§ Aim of the task
Report each line from the records where the string "source" turns up.

[[ Input material, beginning ]]

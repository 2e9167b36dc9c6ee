//! Include resolution: whole-document and field includes, cycles, missing files.

mod common;

use common::Fixture;
use serde_yaml::Value as Yaml;
use tabula::include::{flatten_documents, load, load_stream, Loaded, OpenSet};
use tabula::SetupError;

fn get<'a>(doc: &'a Yaml, key: &str) -> &'a Yaml {
    doc.get(key).unwrap_or_else(|| panic!("missing key {key}"))
}

#[test]
fn field_include_replaces_the_value() {
    let fx = Fixture::new();
    fx.write("shared/args.yaml", "[1, 2]\n");
    let main = fx.write(
        "math.test.yaml",
        "case: adds\nin: !include shared/args.yaml\nout: 3\n",
    );

    let docs = load_stream(&main).unwrap();
    assert_eq!(docs.len(), 1);
    assert_eq!(get(&docs[0], "in"), &serde_yaml::from_str::<Yaml>("[1, 2]").unwrap());
}

#[test]
fn document_include_of_multi_document_file_is_spliced_in_order() {
    let fx = Fixture::new();
    fx.write(
        "cases.yaml",
        "case: one\nin: [1]\n---\ncase: two\nin: [2]\n",
    );
    let main = fx.write(
        "math.test.yaml",
        "file: ./math.js\n---\nsuite: add\n--- !include cases.yaml\n---\ncase: three\n",
    );

    let docs = load_stream(&main).unwrap();
    let names: Vec<_> = docs
        .iter()
        .filter_map(|d| d.get("case").and_then(Yaml::as_str))
        .collect();
    assert_eq!(names, ["one", "two", "three"]);
    assert_eq!(docs.len(), 5);
}

#[test]
fn sibling_branches_may_include_the_same_leaf() {
    let fx = Fixture::new();
    fx.write("leaf.yaml", "value: 42\n");
    fx.write("left.yaml", "leaf: !include leaf.yaml\n");
    fx.write("right.yaml", "leaf: !include leaf.yaml\n");
    let main = fx.write(
        "tree.yaml",
        "left: !include left.yaml\nright: !include right.yaml\n",
    );

    let Loaded::Single(doc) = load(&main, &OpenSet::new()).unwrap() else {
        panic!("expected a single document");
    };
    let left = get(get(&doc, "left"), "leaf");
    let right = get(get(&doc, "right"), "leaf");
    assert_eq!(left, right);
    assert_eq!(get(left, "value").as_i64(), Some(42));
}

#[test]
fn self_inclusion_is_circular() {
    let fx = Fixture::new();
    let main = fx.write("self.yaml", "me: !include self.yaml\n");

    let err = load_stream(&main).unwrap_err();
    assert!(matches!(err, SetupError::CircularInclusion { .. }), "{err:?}");
}

#[test]
fn longer_cycles_are_circular() {
    let fx = Fixture::new();
    fx.write("a.yaml", "next: !include b.yaml\n");
    fx.write("b.yaml", "next: !include c.yaml\n");
    fx.write("c.yaml", "--- !include a.yaml\n");

    let err = load_stream(&fx.path("a.yaml")).unwrap_err();
    let SetupError::CircularInclusion { path } = err else {
        panic!("expected circular inclusion, got {err:?}");
    };
    assert!(path.ends_with("a.yaml"));
}

#[test]
fn missing_include_names_target_and_referrer() {
    let fx = Fixture::new();
    let main = fx.write("main.yaml", "data: !include nowhere.yaml\n");

    let err = load_stream(&main).unwrap_err();
    let SetupError::IncludeNotFound { path, from } = err else {
        panic!("expected include not found, got {err:?}");
    };
    assert!(path.ends_with("nowhere.yaml"));
    assert!(from.ends_with("main.yaml"));
}

#[test]
fn include_paths_resolve_against_the_including_file() {
    let fx = Fixture::new();
    fx.write("shared/inner/value.yaml", "7\n");
    fx.write("shared/outer.yaml", "n: !include inner/value.yaml\n");
    let main = fx.write("specs/main.yaml", "x: !include ../shared/outer.yaml\n");

    let docs = load_stream(&main).unwrap();
    assert_eq!(get(get(&docs[0], "x"), "n").as_i64(), Some(7));
}

#[test]
fn non_string_include_is_rejected() {
    let fx = Fixture::new();
    let main = fx.write("main.yaml", "x: !include [a, b]\n");

    let err = load_stream(&main).unwrap_err();
    assert!(matches!(err, SetupError::InvalidInclude { .. }), "{err:?}");
}

#[test]
fn nested_document_lists_flatten_completely() {
    let nested: Yaml = serde_yaml::from_str("[[{a: 1}, [{b: 2}]], {c: 3}]").unwrap();
    let Yaml::Sequence(items) = nested else {
        unreachable!()
    };
    let flat = flatten_documents(items);
    assert_eq!(flat.len(), 3);
    assert!(flat.iter().all(Yaml::is_mapping));
}
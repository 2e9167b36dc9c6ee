//! The Tabula Command-Line Interface.
//!
//! This module is the entry point for all CLI commands and orchestrates the
//! library's loading pipeline. Running cases needs a host-provided module
//! loader, so the CLI stops at resolution: listing, checking and showing.

use std::io::Write;
use std::path::Path;
use std::process;

use clap::Parser;
use termcolor::{ColorChoice, StandardStream};
use tracing::debug;
use tracing_subscriber::{fmt, prelude::*, EnvFilter};

use crate::cli::args::{Command, TabulaArgs};
use crate::cli::output::{print_check_entry, CheckEntry, CheckReport};
use crate::config::HarnessConfig;
use crate::discovery::discover_test_files;
use crate::errors::SetupError;
use crate::normalize::to_documents;

pub mod args;
pub mod output;

/// Environment variable holding the log filter.
pub const LOG_ENV: &str = "TABULA_LOG";

/// The main entry point for the CLI.
pub fn run() {
    let args = TabulaArgs::parse();
    init_tracing();

    let mut harness = HarnessConfig::default();
    if args.no_color {
        harness.use_colors = false;
    }

    let result = match args.command {
        Command::List { path } => handle_list(&path, &harness),
        Command::Check { path, json } => handle_check(&path, json, &harness),
        Command::Show { file } => handle_show(&file),
    };

    match result {
        Ok(true) => {}
        Ok(false) => process::exit(1),
        Err(e) => {
            eprintln!("{:?}", miette::Report::new(e));
            process::exit(1);
        }
    }
}

fn init_tracing() {
    let filter =
        EnvFilter::try_from_env(LOG_ENV).unwrap_or_else(|_| EnvFilter::new("tabula=warn"));
    let _ = tracing_subscriber::registry()
        .with(fmt::layer().with_writer(std::io::stderr))
        .with(filter)
        .try_init();
}

fn color_choice(harness: &HarnessConfig) -> ColorChoice {
    if harness.use_colors {
        ColorChoice::Auto
    } else {
        ColorChoice::Never
    }
}

/// Handles the `list` subcommand.
fn handle_list(path: &Path, harness: &HarnessConfig) -> Result<bool, SetupError> {
    let files = discover_test_files(path, &harness.suffixes)?;
    for file in &files {
        println!("{}", file.display());
    }
    debug!(count = files.len(), "listed description files");
    Ok(true)
}

/// Handles the `check` subcommand.
fn handle_check(path: &Path, json: bool, harness: &HarnessConfig) -> Result<bool, SetupError> {
    let files = discover_test_files(path, &harness.suffixes)?;
    let mut stdout = StandardStream::stdout(color_choice(harness));
    let mut entries = Vec::with_capacity(files.len());

    for file in &files {
        let entry = match crate::load_config(file) {
            Ok(config) => CheckEntry {
                path: file.display().to_string(),
                group: Some(config.group_name.clone()),
                suites: config.suites.len(),
                cases: config.case_count(),
                error: None,
            },
            Err(error) => {
                let message = error.to_string();
                if !json {
                    eprintln!("{:?}", miette::Report::new(error));
                }
                CheckEntry {
                    path: file.display().to_string(),
                    group: None,
                    suites: 0,
                    cases: 0,
                    error: Some(message),
                }
            }
        };
        if !json {
            print_check_entry(&mut stdout, &entry);
        }
        entries.push(entry);
    }

    let report = CheckReport::new(entries);
    if json {
        match serde_json::to_string_pretty(&report) {
            Ok(text) => println!("{}", text),
            Err(e) => {
                eprintln!("Error: failed to serialize report: {}", e);
                return Ok(false);
            }
        }
    } else {
        let _ = writeln!(
            stdout,
            "\n{} files checked, {} failed",
            report.files.len(),
            report.failures
        );
    }
    Ok(report.failures == 0)
}

/// Handles the `show` subcommand.
fn handle_show(file: &Path) -> Result<bool, SetupError> {
    let config = crate::load_config(file)?;
    for document in to_documents(&config) {
        let text = serde_yaml::to_string(&document).map_err(|source| SetupError::Yaml {
            path: file.to_path_buf(),
            source,
        })?;
        println!("---");
        print!("{}", text);
    }
    Ok(true)
}
//! Start candidates of move sequences

use printplan_core::{Coord, Point3};

use crate::error::OperationResult;
use crate::operation::OperationPtr;

/// What to do to a move sequence so that it starts at a candidate
#[derive(Debug, Clone, Copy, PartialEq, Eq)]
pub enum ChangeSequenceAction {
    /// Print as is
    None,
    /// Rotate a closed sequence so it ends with the candidate move
    Reorder,
    /// Print an open sequence backwards
    Reverse,
}

/// A position where printing of a feature may start
#[derive(Debug, Clone)]
pub struct StartCandidatePoint {
    pub position: Point3,
    pub feature: OperationPtr,
    /// `None` when the feature is printed as a whole, without reordering
    pub move_sequence: Option<OperationPtr>,
    /// Move to end the sequence with, for [`ChangeSequenceAction::Reorder`]
    pub move_operation: Option<OperationPtr>,
    pub action: ChangeSequenceAction,
}

impl StartCandidatePoint {
    /// Change the move sequence so that it starts at this candidate
    pub fn apply_action(&self) -> OperationResult<()> {
        let Some(move_sequence) = &self.move_sequence else {
            return Ok(());
        };

        match self.action {
            ChangeSequenceAction::None => Ok(()),
            ChangeSequenceAction::Reorder => match &self.move_operation {
                Some(move_operation) => move_sequence.reorder_to_end_with(move_operation),
                None => Ok(()),
            },
            ChangeSequenceAction::Reverse => move_sequence.reverse(),
        }
    }
}

/// Best candidate found so far, with its squared distance to the head
#[derive(Debug, Clone)]
pub struct ClosestStartPoint {
    pub distance_squared: Coord,
    pub point: StartCandidatePoint,
}

impl ClosestStartPoint {
    /// Keep `candidate` if it is strictly closer to `position`
    pub fn offer(closest: &mut Option<ClosestStartPoint>, candidate: &StartCandidatePoint, position: Point3) {
        let distance_squared = (candidate.position - position).vsize2();
        let closer = closest
            .as_ref()
            .map_or(true, |current| distance_squared < current.distance_squared);

        if closer {
            *closest = Some(ClosestStartPoint {
                distance_squared,
                point: candidate.clone(),
            });
        }
    }
}

#[cfg(test)]
mod tests {
    use super::*;
    use crate::operation::{ExtrusionMove, FeatureExtrusionInfo};
    use printplan_core::PrintFeatureType;

    fn candidate(feature: &OperationPtr, x: Coord) -> StartCandidatePoint {
        StartCandidatePoint {
            position: Point3::new(x, 0, 0),
            feature: feature.clone(),
            move_sequence: None,
            move_operation: None,
            action: ChangeSequenceAction::None,
        }
    }

    #[test]
    fn test_offer_keeps_first_on_ties() {
        let feature = OperationPtr::feature_extrusion(FeatureExtrusionInfo::new(PrintFeatureType::Skin, 400));
        let mut closest = None;

        ClosestStartPoint::offer(&mut closest, &candidate(&feature, 10), Point3::ORIGIN);
        ClosestStartPoint::offer(&mut closest, &candidate(&feature, -10), Point3::ORIGIN);
        assert_eq!(closest.as_ref().map(|c| c.point.position.x), Some(10));

        ClosestStartPoint::offer(&mut closest, &candidate(&feature, 3), Point3::ORIGIN);
        assert_eq!(closest.as_ref().map(|c| c.distance_squared), Some(9));
    }

    #[test]
    fn test_apply_reverse_action() {
        let feature = OperationPtr::feature_extrusion(FeatureExtrusionInfo::new(PrintFeatureType::Skin, 400));
        let line = OperationPtr::open_sequence(Point3::ORIGIN);
        line.append_operation(&ExtrusionMove::new(Point3::new(10, 0, 0), 400, 30.0).into())
            .unwrap();

        let candidate = StartCandidatePoint {
            position: Point3::new(10, 0, 0),
            feature,
            move_sequence: Some(line.clone()),
            move_operation: None,
            action: ChangeSequenceAction::Reverse,
        };
        candidate.apply_action().unwrap();

        assert_eq!(line.find_start_position(), Some(Point3::new(10, 0, 0)));
        assert_eq!(line.find_end_position(), Some(Point3::ORIGIN));
    }
}
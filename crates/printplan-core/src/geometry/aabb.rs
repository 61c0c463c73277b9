//! Axis-aligned bounding boxes

use serde::{Deserialize, Serialize};

use super::{Coord, Point2};

/// Axis-aligned bounding box; empty until a point is included
#[derive(Debug, Clone, Copy, PartialEq, Eq, Serialize, Deserialize)]
pub struct Aabb {
    pub min: Point2,
    pub max: Point2,
}

impl Aabb {
    pub fn empty() -> Self {
        Self {
            min: Point2::new(Coord::MAX, Coord::MAX),
            max: Point2::new(Coord::MIN, Coord::MIN),
        }
    }

    pub fn from_points(points: impl IntoIterator<Item = Point2>) -> Self {
        let mut aabb = Self::empty();
        for point in points {
            aabb.include(point);
        }
        aabb
    }

    pub fn include(&mut self, point: Point2) {
        self.min.x = self.min.x.min(point.x);
        self.min.y = self.min.y.min(point.y);
        self.max.x = self.max.x.max(point.x);
        self.max.y = self.max.y.max(point.y);
    }

    pub fn include_box(&mut self, other: &Aabb) {
        if !other.is_empty() {
            self.include(other.min);
            self.include(other.max);
        }
    }

    pub fn is_empty(&self) -> bool {
        self.min.x > self.max.x || self.min.y > self.max.y
    }

    /// Whether the two boxes touch or overlap
    pub fn hit(&self, other: &Aabb) -> bool {
        if self.is_empty() || other.is_empty() {
            return false;
        }
        self.min.x <= other.max.x
            && other.min.x <= self.max.x
            && self.min.y <= other.max.y
            && other.min.y <= self.max.y
    }
}

impl Default for Aabb {
    fn default() -> Self {
        Self::empty()
    }
}
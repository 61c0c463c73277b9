//! Hierarchical key/value settings
//!
//! Values are stored as strings, exactly as they appear in settings files,
//! and parsed on lookup. A lookup that misses falls back to the parent
//! settings (mesh -> extruder -> global), so overrides only need to list
//! the keys they change.

use serde::{Deserialize, Serialize};
use std::collections::BTreeMap;
use std::fmt::Display;
use std::path::{Path, PathBuf};
use std::str::FromStr;
use std::sync::Arc;

use printplan_core::{mm_to_coord, AngleDegrees, Coord};

use crate::error::{SettingsError, SettingsResult};

/// A settings level with optional fallback to a parent level
#[derive(Debug, Clone, Default, Serialize, Deserialize)]
pub struct Settings {
    values: BTreeMap<String, String>,
    #[serde(skip)]
    parent: Option<Arc<Settings>>,
}

impl Settings {
    pub fn new() -> Self {
        Self::default()
    }

    /// Create an empty level that falls back to `parent`
    pub fn with_parent(parent: Arc<Settings>) -> Self {
        Self {
            values: BTreeMap::new(),
            parent: Some(parent),
        }
    }

    pub fn set_parent(&mut self, parent: Arc<Settings>) {
        self.parent = Some(parent);
    }

    pub fn parent(&self) -> Option<&Arc<Settings>> {
        self.parent.as_ref()
    }

    /// Set a value on this level
    pub fn set(&mut self, key: impl Into<String>, value: impl ToString) -> &mut Self {
        self.values.insert(key.into(), value.to_string());
        self
    }

    /// Builder-style [`Settings::set`]
    pub fn with(mut self, key: impl Into<String>, value: impl ToString) -> Self {
        self.set(key, value);
        self
    }

    /// Whether the key is defined on this level or any parent
    pub fn has(&self, key: &str) -> bool {
        self.get_raw(key).is_some()
    }

    /// Raw string value, searching parents
    pub fn get_raw(&self, key: &str) -> Option<&str> {
        match self.values.get(key) {
            Some(value) => Some(value.as_str()),
            None => self.parent.as_deref().and_then(|parent| parent.get_raw(key)),
        }
    }

    /// Parse a value into `T`
    pub fn get<T>(&self, key: &str) -> SettingsResult<T>
    where
        T: FromStr,
        T::Err: Display,
    {
        let raw = self
            .get_raw(key)
            .ok_or_else(|| SettingsError::Missing(key.to_string()))?;
        parse_value(key, raw)
    }

    /// Parse a value, using `default` when the key is missing or invalid
    pub fn get_or<T>(&self, key: &str, default: T) -> T
    where
        T: FromStr,
        T::Err: Display,
    {
        match self.get(key) {
            Ok(value) => value,
            Err(SettingsError::Missing(_)) => default,
            Err(e) => {
                tracing::warn!("{}, using default", e);
                default
            }
        }
    }

    /// A length setting given in millimetres, as fixed-point coordinates
    pub fn get_coord(&self, key: &str) -> SettingsResult<Coord> {
        self.get::<f64>(key).map(mm_to_coord)
    }

    /// A percentage setting as a ratio (`50` becomes `0.5`)
    pub fn get_ratio(&self, key: &str) -> SettingsResult<f64> {
        self.get::<f64>(key).map(|percent| percent / 100.0)
    }

    /// A list setting such as `[0, 90]`; a missing key yields an empty list
    pub fn get_list<T>(&self, key: &str) -> SettingsResult<Vec<T>>
    where
        T: FromStr,
        T::Err: Display,
    {
        let Some(raw) = self.get_raw(key) else {
            return Ok(Vec::new());
        };

        raw.trim()
            .trim_start_matches('[')
            .trim_end_matches(']')
            .split(',')
            .map(str::trim)
            .filter(|item| !item.is_empty())
            .map(|item| parse_value(key, item))
            .collect()
    }

    /// A list of angles in degrees
    pub fn get_angles(&self, key: &str) -> SettingsResult<Vec<AngleDegrees>> {
        Ok(self
            .get_list::<f64>(key)?
            .into_iter()
            .map(AngleDegrees::new)
            .collect())
    }

    /// Keys defined on this level only
    pub fn keys(&self) -> impl Iterator<Item = &str> {
        self.values.keys().map(String::as_str)
    }

    /// Copy every value of `other` onto this level, overriding existing keys
    pub fn merge(&mut self, other: &Settings) {
        for (key, value) in &other.values {
            self.values.insert(key.clone(), value.clone());
        }
    }

    /// Parse a flat TOML table of settings
    pub fn from_toml_str(content: &str) -> SettingsResult<Self> {
        let table: toml::Table = toml::from_str(content)?;
        let mut settings = Self::new();
        for (key, value) in table {
            settings.values.insert(key, toml_value_to_string(&value)?);
        }
        Ok(settings)
    }

    /// Parse a flat JSON object of settings
    pub fn from_json_str(content: &str) -> SettingsResult<Self> {
        let object: serde_json::Map<String, serde_json::Value> = serde_json::from_str(content)?;
        let mut settings = Self::new();
        for (key, value) in object {
            settings.values.insert(key, json_value_to_string(&value)?);
        }
        Ok(settings)
    }

    /// Load settings from file (JSON or TOML)
    pub fn load_from_file(path: &Path) -> SettingsResult<Self> {
        let content = std::fs::read_to_string(path)?;

        if path.extension().is_some_and(|ext| ext == "json") {
            Self::from_json_str(&content)
        } else if path.extension().is_some_and(|ext| ext == "toml") {
            Self::from_toml_str(&content)
        } else {
            Err(SettingsError::UnsupportedFormat(path.display().to_string()))
        }
    }
}

/// Location of the user's default settings file, if the platform has a config directory
pub fn default_settings_path() -> Option<PathBuf> {
    dirs::config_dir().map(|dir| dir.join("printplan").join("settings.toml"))
}

fn parse_value<T>(key: &str, raw: &str) -> SettingsResult<T>
where
    T: FromStr,
    T::Err: Display,
{
    raw.trim()
        .parse::<T>()
        .map_err(|e| SettingsError::InvalidValue {
            key: key.to_string(),
            value: raw.to_string(),
            reason: e.to_string(),
        })
}

fn toml_value_to_string(value: &toml::Value) -> SettingsResult<String> {
    match value {
        toml::Value::String(text) => Ok(text.clone()),
        toml::Value::Integer(number) => Ok(number.to_string()),
        toml::Value::Float(number) => Ok(number.to_string()),
        toml::Value::Boolean(flag) => Ok(flag.to_string()),
        toml::Value::Array(items) => {
            let items = items
                .iter()
                .map(toml_value_to_string)
                .collect::<SettingsResult<Vec<_>>>()?;
            Ok(format!("[{}]", items.join(", ")))
        }
        other => Err(SettingsError::LoadError(format!(
            "Unsupported TOML value: {}",
            other
        ))),
    }
}

fn json_value_to_string(value: &serde_json::Value) -> SettingsResult<String> {
    match value {
        serde_json::Value::String(text) => Ok(text.clone()),
        serde_json::Value::Number(number) => Ok(number.to_string()),
        serde_json::Value::Bool(flag) => Ok(flag.to_string()),
        serde_json::Value::Array(items) => {
            let items = items
                .iter()
                .map(json_value_to_string)
                .collect::<SettingsResult<Vec<_>>>()?;
            Ok(format!("[{}]", items.join(", ")))
        }
        other => Err(SettingsError::LoadError(format!(
            "Unsupported JSON value: {}",
            other
        ))),
    }
}
//! Print operation tree
//!
//! Every node is an [`OperationPtr`]: a shared handle to either an atomic move
//! or a sequence of child operations. Parents own their children; children
//! keep a weak link back to their parent so the tree can be walked upwards.
//! A node belongs to at most one sequence at a time and handle identity is
//! node identity.
//!
//! All structural changes go through the parent sequence
//! ([`OperationPtr::append_operation`], [`OperationPtr::remove_operation`],
//! [`OperationPtr::insert_operation_after`], [`OperationPtr::set_operations`]),
//! which keep the parent links consistent.

pub mod moves;
pub mod sequence;

use std::cell::{Ref, RefMut};
use std::fmt;
use std::hash::{Hash, Hasher};
use std::rc::Rc;

use printplan_core::{shared, Coord, Point3, PrintFeatureType, Shared, WeakShared};

pub use moves::{ExtrusionMove, TravelMove};
pub use sequence::{FeatureExtrusionInfo, OperationSequence, SequenceKind};

use crate::error::{OperationError, OperationResult};
use crate::export::PlanExporter;
use crate::travel::SpeedDerivatives;

/// Direction in which children are visited by searches
#[derive(Debug, Clone, Copy, PartialEq, Eq, Default)]
pub enum SearchOrder {
    #[default]
    Forward,
    Backward,
}

/// Payload of a tree node
#[derive(Debug, Clone)]
pub enum OperationKind {
    Extrusion(ExtrusionMove),
    Travel(TravelMove),
    Sequence(OperationSequence),
}

/// A node of the operation tree
#[derive(Debug)]
pub struct PrintOperation {
    parent: Option<WeakShared<PrintOperation>>,
    kind: OperationKind,
}

impl PrintOperation {
    pub fn kind(&self) -> &OperationKind {
        &self.kind
    }

    pub fn has_parent(&self) -> bool {
        self.parent.as_ref().is_some_and(|parent| parent.strong_count() > 0)
    }
}

/// Shared handle to a tree node
#[derive(Clone)]
pub struct OperationPtr(Shared<PrintOperation>);
//! Segments in a rotated frame and their horizontal overlapping
//!
//! Bridging works in a frame where the expansion direction is horizontal.
//! A [`TransformedSegment`] is an edge expressed in that frame, and
//! [`TransformedSegment::calculate_overlapping`] tells whether another
//! segment lies beside it, within the same horizontal band, on the side the
//! segment should be expanded to.

use printplan_core::geometry::linear_alg::{
    lerp, line_horizontal_line_intersection, segment_segment_intersection,
};
use printplan_core::{
    fuzzy_equal, fuzzy_is_greater_or_equal, fuzzy_is_lesser_or_equal, sign, Coord, Point2,
    PointMatrix, EPSILON,
};

/// Which part of the base segment's band an overlapping segment covers
#[derive(Debug, Clone, Copy, PartialEq, Eq, Hash)]
pub enum SegmentOverlappingType {
    /// The whole vertical range of the base segment
    Full,
    /// From somewhere inside the range up to its top
    Top,
    /// From its bottom up to somewhere inside the range
    Bottom,
    /// Strictly inside the range
    Middle,
}

/// Result of a successful overlap test
#[derive(Debug, Clone, PartialEq)]
pub struct SegmentOverlapping {
    pub overlap_type: SegmentOverlappingType,
    /// The part of the other segment that lies in the shared band, bottom to top
    pub other_overlapping_part: TransformedSegment,
}

/// A segment in the rotated frame, with its cached vertical extent
#[derive(Debug, Clone, Copy, PartialEq, Eq)]
pub struct TransformedSegment {
    start: Point2,
    end: Point2,
    min_y: Coord,
    max_y: Coord,
}

impl TransformedSegment {
    pub fn new(start: Point2, end: Point2) -> Self {
        Self {
            start,
            end,
            min_y: start.y.min(end.y),
            max_y: start.y.max(end.y),
        }
    }

    /// Segment between two untransformed points, rotated by `matrix`
    pub fn from_matrix(start: Point2, end: Point2, matrix: &PointMatrix) -> Self {
        Self::new(matrix.apply(start), matrix.apply(end))
    }

    pub fn start(&self) -> Point2 {
        self.start
    }

    pub fn end(&self) -> Point2 {
        self.end
    }

    pub fn min_y(&self) -> Coord {
        self.min_y
    }

    pub fn max_y(&self) -> Coord {
        self.max_y
    }

    pub fn set_start(&mut self, start: Point2) {
        self.start = start;
        self.update_min_max();
    }

    pub fn set_end(&mut self, end: Point2) {
        self.end = end;
        self.update_min_max();
    }

    fn update_min_max(&mut self) {
        self.min_y = self.start.y.min(self.end.y);
        self.max_y = self.start.y.max(self.end.y);
    }

    /// X of the segment's line at height `y`, 0 for horizontal segments
    pub fn x_at(&self, y: Coord) -> Coord {
        line_horizontal_line_intersection(self.start, self.end, y).unwrap_or(0)
    }

    /// Move the end down to `new_max_y`, along the segment's line
    pub fn crop_top(&mut self, new_max_y: Coord) {
        self.set_end(Point2::new(self.x_at(new_max_y), new_max_y));
    }

    /// Move the start up to `new_min_y`, along the segment's line
    pub fn crop_bottom(&mut self, new_min_y: Coord) {
        self.set_start(Point2::new(self.x_at(new_min_y), new_min_y));
    }

    /// How `other` overlaps this segment on the `expand_direction` side
    ///
    /// `expand_direction` is 1 to look on the right and -1 to look on the left.
    /// Segments that do not share a band, that coincide, or that stand on the
    /// other side give `None`. When the segments cross inside the band, only
    /// the part of `other` on the expansion side is returned.
    pub fn calculate_overlapping(&self, other: &TransformedSegment, expand_direction: i8) -> Option<SegmentOverlapping> {
        if fuzzy_is_greater_or_equal(other.min_y, self.max_y) || fuzzy_is_lesser_or_equal(other.max_y, self.min_y) {
            return None;
        }

        let band = OverlappingBand::new(self, other);
        if fuzzy_equal(band.this_x_min, band.other_x_min) && fuzzy_equal(band.this_x_max, band.other_x_max) {
            return None;
        }

        let mut sign_min = sign(band.other_x_min - band.this_x_min);
        let mut sign_max = sign(band.other_x_max - band.this_x_max);
        let overlap_top = band.y_max == self.max_y;
        let overlap_bottom = band.y_min == self.min_y;

        let mut line_part = band.other_part();

        if sign_min != sign_max {
            if let Some((t, _)) = segment_segment_intersection(self.start, self.end, other.start, other.end) {
                let intersection = lerp(self.start, self.end, t);
                if intersection.y >= band.y_max - EPSILON {
                    sign_max = sign_min;
                } else if intersection.y <= band.y_min + EPSILON {
                    sign_min = sign_max;
                } else {
                    let overlap_type = if sign_max == expand_direction {
                        line_part.set_start(intersection);
                        if overlap_top {
                            SegmentOverlappingType::Top
                        } else {
                            SegmentOverlappingType::Middle
                        }
                    } else {
                        line_part.set_end(intersection);
                        if overlap_bottom {
                            SegmentOverlappingType::Bottom
                        } else {
                            SegmentOverlappingType::Middle
                        }
                    };
                    return Some(SegmentOverlapping {
                        overlap_type,
                        other_overlapping_part: line_part,
                    });
                }
            }
        }

        if sign_min != expand_direction {
            return None;
        }

        Some(SegmentOverlapping {
            overlap_type: make_non_intersecting_overlapping(overlap_top, overlap_bottom),
            other_overlapping_part: line_part,
        })
    }
}

/// Classify an overlap from which edges of the base segment's band it reaches
pub fn make_non_intersecting_overlapping(overlap_top: bool, overlap_bottom: bool) -> SegmentOverlappingType {
    match (overlap_top, overlap_bottom) {
        (true, true) => SegmentOverlappingType::Full,
        (false, true) => SegmentOverlappingType::Bottom,
        (true, false) => SegmentOverlappingType::Top,
        (false, false) => SegmentOverlappingType::Middle,
    }
}

/// Horizontal band shared by two segments, with both X positions at its edges
struct OverlappingBand {
    y_min: Coord,
    y_max: Coord,
    this_x_min: Coord,
    this_x_max: Coord,
    other_x_min: Coord,
    other_x_max: Coord,
}

impl OverlappingBand {
    fn new(this: &TransformedSegment, other: &TransformedSegment) -> Self {
        let y_min = this.min_y.max(other.min_y);
        let y_max = this.max_y.min(other.max_y);
        Self {
            y_min,
            y_max,
            this_x_min: this.x_at(y_min),
            this_x_max: this.x_at(y_max),
            other_x_min: other.x_at(y_min),
            other_x_max: other.x_at(y_max),
        }
    }

    fn other_part(&self) -> TransformedSegment {
        TransformedSegment::new(
            Point2::new(self.other_x_min, self.y_min),
            Point2::new(self.other_x_max, self.y_max),
        )
    }
}

/// The part of `segment` between heights `y_min` and `y_max`, bottom to top
pub(crate) fn band_part(segment: &TransformedSegment, y_min: Coord, y_max: Coord) -> TransformedSegment {
    TransformedSegment::new(
        Point2::new(segment.x_at(y_min), y_min),
        Point2::new(segment.x_at(y_max), y_max),
    )
}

[[ Input material, end ]]

§ Result for this exercise
        let text = serde_yaml::to_string(&document).map_err(|source| SetupError::Yaml {
            source,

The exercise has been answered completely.